| Your goal |
For the string "crate", state how many lines of the data hold it. Give nothing besides the number.

| Provided data |
use eframe::egui;

use session_analyzer::config::AnalyzerConfig;

use crate::state::{AppState, Tab};
use crate::ui::{panels, plot, table};

// ---------------------------------------------------------------------------
// eframe App implementation
// ---------------------------------------------------------------------------

pub struct SessionAnalyzerApp {
    pub state: AppState,
}

impl SessionAnalyzerApp {
    pub fn new(config: AnalyzerConfig) -> Self {
        Self {
            state: AppState::new(config),
        }
    }
}

impl eframe::App for SessionAnalyzerApp {
    fn update(&mut self, ctx: &egui::Context, _frame: &mut eframe::Frame) {
        // ---- Top panel: menu bar ----
        egui::TopBottomPanel::top("top_bar").show(ctx, |ui| {
            panels::top_bar(ui, &mut self.state);
        });

        // ---- Left side panel: views ----
        egui::SidePanel::left("view_panel")
            .default_width(220.0)
            .resizable(true)
            .show(ctx, |ui| {
                panels::side_panel(ui, &mut self.state);
            });

        // ---- Central panel: active view ----
        egui::CentralPanel::default().show(ctx, |ui| {
            let Some(report) = self.state.report.clone() else {
                ui.centered_and_justified(|ui| {
                    ui.heading("Select a CSV file to start  (File → Open…)");
                });
                return;
            };
            match self.state.active_tab {
                Tab::TopValues => plot::top_values(ui, &report, &self.state.config),
                Tab::EntriesOverTime => plot::entries_over_time(ui, &report),
                Tab::ServiceTable => table::service_table(ui, &mut self.state),
                Tab::QualityHistogram => plot::quality_histogram(ui, &report),
                Tab::Interactions => plot::interactions(ui, &report),
                Tab::Grades => plot::grades(ui, &report),
            }
        });
    }
}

| Task result |
2